[Data items]
--

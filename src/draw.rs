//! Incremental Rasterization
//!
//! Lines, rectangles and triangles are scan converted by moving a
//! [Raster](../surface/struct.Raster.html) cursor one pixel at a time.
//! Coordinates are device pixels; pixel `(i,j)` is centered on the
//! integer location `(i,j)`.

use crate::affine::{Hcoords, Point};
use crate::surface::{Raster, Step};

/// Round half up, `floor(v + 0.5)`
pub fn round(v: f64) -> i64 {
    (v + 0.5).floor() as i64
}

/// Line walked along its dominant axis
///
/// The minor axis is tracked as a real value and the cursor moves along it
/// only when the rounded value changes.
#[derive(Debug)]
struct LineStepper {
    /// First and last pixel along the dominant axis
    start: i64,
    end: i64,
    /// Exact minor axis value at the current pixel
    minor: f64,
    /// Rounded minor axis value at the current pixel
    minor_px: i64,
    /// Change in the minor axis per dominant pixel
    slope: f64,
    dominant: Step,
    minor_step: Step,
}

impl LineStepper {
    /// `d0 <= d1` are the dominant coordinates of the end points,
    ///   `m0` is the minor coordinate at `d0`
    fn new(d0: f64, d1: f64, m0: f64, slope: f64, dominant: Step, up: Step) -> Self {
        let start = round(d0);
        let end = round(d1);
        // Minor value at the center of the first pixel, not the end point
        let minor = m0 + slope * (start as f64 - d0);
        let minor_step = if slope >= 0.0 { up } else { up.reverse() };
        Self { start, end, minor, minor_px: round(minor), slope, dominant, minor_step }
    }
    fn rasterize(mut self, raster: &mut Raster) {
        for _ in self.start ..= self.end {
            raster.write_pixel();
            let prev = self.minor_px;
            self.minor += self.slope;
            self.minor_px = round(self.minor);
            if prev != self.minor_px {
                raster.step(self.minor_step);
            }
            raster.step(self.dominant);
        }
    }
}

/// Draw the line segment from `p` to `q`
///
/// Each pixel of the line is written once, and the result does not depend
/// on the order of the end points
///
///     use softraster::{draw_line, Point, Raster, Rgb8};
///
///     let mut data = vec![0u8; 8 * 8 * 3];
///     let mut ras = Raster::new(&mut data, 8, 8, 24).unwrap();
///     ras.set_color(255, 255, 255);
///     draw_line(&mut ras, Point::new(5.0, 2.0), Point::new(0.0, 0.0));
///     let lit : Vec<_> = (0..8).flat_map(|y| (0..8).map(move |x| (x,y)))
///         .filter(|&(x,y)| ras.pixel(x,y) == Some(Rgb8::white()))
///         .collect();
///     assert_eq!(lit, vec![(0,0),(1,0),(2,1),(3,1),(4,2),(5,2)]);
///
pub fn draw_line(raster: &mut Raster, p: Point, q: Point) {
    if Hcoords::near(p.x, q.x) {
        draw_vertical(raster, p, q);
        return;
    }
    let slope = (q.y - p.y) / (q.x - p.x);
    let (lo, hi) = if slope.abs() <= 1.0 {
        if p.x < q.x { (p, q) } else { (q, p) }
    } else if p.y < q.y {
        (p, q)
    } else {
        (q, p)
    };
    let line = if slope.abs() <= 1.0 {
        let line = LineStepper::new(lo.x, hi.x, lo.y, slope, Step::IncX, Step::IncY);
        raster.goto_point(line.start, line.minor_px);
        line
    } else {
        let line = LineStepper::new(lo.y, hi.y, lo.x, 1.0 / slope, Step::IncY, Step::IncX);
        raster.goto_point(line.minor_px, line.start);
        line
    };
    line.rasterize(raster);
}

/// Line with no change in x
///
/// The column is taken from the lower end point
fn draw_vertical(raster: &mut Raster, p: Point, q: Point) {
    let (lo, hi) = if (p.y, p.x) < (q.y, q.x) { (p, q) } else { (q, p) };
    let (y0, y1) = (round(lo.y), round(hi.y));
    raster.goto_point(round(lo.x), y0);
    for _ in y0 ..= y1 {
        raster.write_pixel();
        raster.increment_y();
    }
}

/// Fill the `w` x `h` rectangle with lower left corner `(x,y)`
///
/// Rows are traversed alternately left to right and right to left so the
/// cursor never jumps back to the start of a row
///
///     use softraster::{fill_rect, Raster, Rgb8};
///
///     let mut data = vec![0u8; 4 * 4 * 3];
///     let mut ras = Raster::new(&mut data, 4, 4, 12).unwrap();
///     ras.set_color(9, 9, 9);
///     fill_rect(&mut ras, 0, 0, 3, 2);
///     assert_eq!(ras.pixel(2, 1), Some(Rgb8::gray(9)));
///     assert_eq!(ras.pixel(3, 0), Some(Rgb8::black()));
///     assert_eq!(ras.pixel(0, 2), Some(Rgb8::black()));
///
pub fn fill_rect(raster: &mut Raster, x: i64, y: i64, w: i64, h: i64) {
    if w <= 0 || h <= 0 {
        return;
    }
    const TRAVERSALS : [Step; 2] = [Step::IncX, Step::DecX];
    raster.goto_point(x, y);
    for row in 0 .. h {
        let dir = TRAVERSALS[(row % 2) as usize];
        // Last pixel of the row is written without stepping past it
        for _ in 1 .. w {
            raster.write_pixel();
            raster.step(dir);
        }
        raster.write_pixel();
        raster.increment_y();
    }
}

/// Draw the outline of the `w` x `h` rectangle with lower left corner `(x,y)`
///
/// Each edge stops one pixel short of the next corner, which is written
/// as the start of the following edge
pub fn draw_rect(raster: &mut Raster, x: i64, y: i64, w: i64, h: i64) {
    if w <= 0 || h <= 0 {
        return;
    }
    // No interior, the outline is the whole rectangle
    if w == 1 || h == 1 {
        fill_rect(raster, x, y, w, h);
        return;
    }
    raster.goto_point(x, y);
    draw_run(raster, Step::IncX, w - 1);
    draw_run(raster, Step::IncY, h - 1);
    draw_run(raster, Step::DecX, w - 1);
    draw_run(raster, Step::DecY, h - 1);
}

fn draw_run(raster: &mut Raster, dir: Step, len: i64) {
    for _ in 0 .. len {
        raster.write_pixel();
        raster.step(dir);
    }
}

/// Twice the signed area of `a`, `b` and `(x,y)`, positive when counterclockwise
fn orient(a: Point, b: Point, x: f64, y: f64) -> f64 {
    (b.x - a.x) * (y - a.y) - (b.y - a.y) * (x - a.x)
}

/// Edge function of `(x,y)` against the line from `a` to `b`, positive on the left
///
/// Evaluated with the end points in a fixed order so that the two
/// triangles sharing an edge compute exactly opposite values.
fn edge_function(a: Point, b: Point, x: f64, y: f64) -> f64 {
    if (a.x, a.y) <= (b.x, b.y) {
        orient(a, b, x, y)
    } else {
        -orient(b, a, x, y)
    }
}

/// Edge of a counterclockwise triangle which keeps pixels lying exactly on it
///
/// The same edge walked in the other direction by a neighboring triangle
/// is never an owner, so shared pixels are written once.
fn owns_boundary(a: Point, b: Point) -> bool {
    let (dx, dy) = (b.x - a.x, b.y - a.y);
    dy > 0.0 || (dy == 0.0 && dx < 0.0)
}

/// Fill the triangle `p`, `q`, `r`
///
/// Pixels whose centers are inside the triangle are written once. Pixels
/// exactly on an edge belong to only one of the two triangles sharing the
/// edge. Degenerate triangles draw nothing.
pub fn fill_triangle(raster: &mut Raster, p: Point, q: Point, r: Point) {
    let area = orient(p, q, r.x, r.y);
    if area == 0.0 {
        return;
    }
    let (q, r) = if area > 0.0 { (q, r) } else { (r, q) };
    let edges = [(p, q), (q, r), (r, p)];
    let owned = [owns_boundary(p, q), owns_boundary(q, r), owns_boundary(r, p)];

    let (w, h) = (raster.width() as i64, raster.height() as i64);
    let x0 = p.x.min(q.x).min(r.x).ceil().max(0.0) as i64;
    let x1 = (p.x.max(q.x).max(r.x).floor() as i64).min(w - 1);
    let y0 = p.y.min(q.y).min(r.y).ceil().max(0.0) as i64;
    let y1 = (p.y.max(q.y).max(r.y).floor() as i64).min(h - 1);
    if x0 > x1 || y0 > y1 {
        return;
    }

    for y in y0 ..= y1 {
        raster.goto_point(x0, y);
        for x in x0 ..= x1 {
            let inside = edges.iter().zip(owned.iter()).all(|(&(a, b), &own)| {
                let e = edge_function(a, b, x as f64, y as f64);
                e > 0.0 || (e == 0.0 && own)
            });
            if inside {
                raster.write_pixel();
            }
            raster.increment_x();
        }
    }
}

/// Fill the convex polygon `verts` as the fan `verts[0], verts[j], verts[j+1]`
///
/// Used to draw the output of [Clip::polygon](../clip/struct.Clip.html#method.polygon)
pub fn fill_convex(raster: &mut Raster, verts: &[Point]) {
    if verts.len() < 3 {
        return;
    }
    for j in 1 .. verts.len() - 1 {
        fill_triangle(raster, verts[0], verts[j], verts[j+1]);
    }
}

--

▸ What is required:
Return only the lines above that run from the opening line through the line containing "are the dominant", exactly as written.

▸ Response:
filename src/draw.rs
//! Incremental Rasterization
//!
//! Lines, rectangles and triangles are scan converted by moving a
//! [Raster](../surface/struct.Raster.html) cursor one pixel at a time.
//! Coordinates are device pixels; pixel `(i,j)` is centered on the
//! integer location `(i,j)`.

use crate::affine::{Hcoords, Point};
use crate::surface::{Raster, Step};

/// Round half up, `floor(v + 0.5)`
pub fn round(v: f64) -> i64 {
    (v + 0.5).floor() as i64
}

/// Line walked along its dominant axis
///
/// The minor axis is tracked as a real value and the cursor moves along it
/// only when the rounded value changes.
#[derive(Debug)]
struct LineStepper {
    /// First and last pixel along the dominant axis
    start: i64,
    end: i64,
    /// Exact minor axis value at the current pixel
    minor: f64,
    /// Rounded minor axis value at the current pixel
    minor_px: i64,
    /// Change in the minor axis per dominant pixel
    slope: f64,
    dominant: Step,
    minor_step: Step,
}

impl LineStepper {
    /// `d0 <= d1` are the dominant coordinates of the end points,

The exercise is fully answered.